Preferential binding of the novel prostaglandin SC-46275 to canine gastric versus intestinal receptors.

Prostaglandins (PGs) in the E-series exhibit potent gastric antisecretory activity, but can also cause diarrhea, which is mediated via PGE receptors. SC-46275, an omega-chain cyclopentenyl analog of the E-type PG enisoprost, was evaluated with other E-PGs for PGE receptor binding activity in gastric and intestinal tissues.
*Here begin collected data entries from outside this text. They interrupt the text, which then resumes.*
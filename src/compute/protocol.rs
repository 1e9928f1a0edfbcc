//! Messages exchanged between the dispatcher and node workers.
//!
//! Every message is plain serde data. A start request names the task through
//! a [`TaskRef`] and the receiving worker builds it from its registry.

use super::types::{RunOptions, TaskExecutionResult, TaskProgress, TaskRef};

use serde::{Deserialize, Serialize};

#[derive(Debug, Clone, Serialize, Deserialize)]
pub enum WorkerRequest {
    StartTask {
        task: TaskRef,
        options: RunOptions,
    },
    StopTask {
        task_id: String,
    },
    GetProgress {
        task_id: String,
    },
    SetGridProgress {
        task_id: String,
        progress: TaskProgress,
    },
    ClearTaskStatus {
        task_id: String,
    },
    SetPipelineDone {
        pipeline_id: String,
        result: Option<TaskExecutionResult>,
    },
    StopPipeline {
        pipeline_id: String,
    },
}

impl WorkerRequest {
    pub fn name(&self) -> &'static str {
        match self {
            WorkerRequest::StartTask { .. } => "startNodeTask",
            WorkerRequest::StopTask { .. } => "stopNodeTask",
            WorkerRequest::GetProgress { .. } => "getNodeTaskProgress",
            WorkerRequest::SetGridProgress { .. } => "setGridTaskProgress",
            WorkerRequest::ClearTaskStatus { .. } => "clearTaskStatus",
            WorkerRequest::SetPipelineDone { .. } => "setPipelineDone",
            WorkerRequest::StopPipeline { .. } => "stopPipeline",
        }
    }
}

#[derive(Debug, Clone, PartialEq, Serialize, Deserialize)]
pub enum WorkerReply {
    Ack,
    /// Whether a start request actually started the task.
    Started(bool),
    Progress(TaskProgress),
}
//! Small shared helpers: wall clock timestamps and bounded polling.

pub mod wait;

/// Current system time in milliseconds since the Unix epoch.
pub fn now_ms() -> u64 {
    std::time::SystemTime::now()
        .duration_since(std::time::UNIX_EPOCH)
        .map(|d| d.as_millis() as u64)
        .unwrap_or(0)
}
SC-46275, enisoprost, misoprostol and PGE1 were first evaluated in enriched canine gastric parietal cells with [3H]misoprostol free acid binding and subsequently with [3H]PGE1 binding in canine intestinal tissues where misoprostol free acid had weak receptor binding activity. The receptor binding potency of SC-46275 (IC50, 0.013 mM) in enriched canine parietal cell preparations was found to be much greater than misoprostol and enisoprost (IC50, 10 and 8 nM), whereas PGE1 had the least potency (IC50, 37 nM). Similar relative potencies for these PGs were also obtained in the inhibition of histamine-stimulated acid secretion in enriched parietal cell preparations. In small intestinal mucosal and muscle membranes, the receptor binding potency of SC-46275 (IC50, 13 and 20 microM) was much less than misoprostol or enisoprost (IC50, 0.39-1.2 microM) and substantially less than PGE1 (IC50, 0.017 and 0.066 microM). This weak binding activity of SC-46275 in intestinal tissues is consistent with its reported weak diarrheagenic activity in the rat. These results suggest that SC-46275 binds preferentially to gastric vs. intestinal PGE receptors and is specific for the EP3 receptors.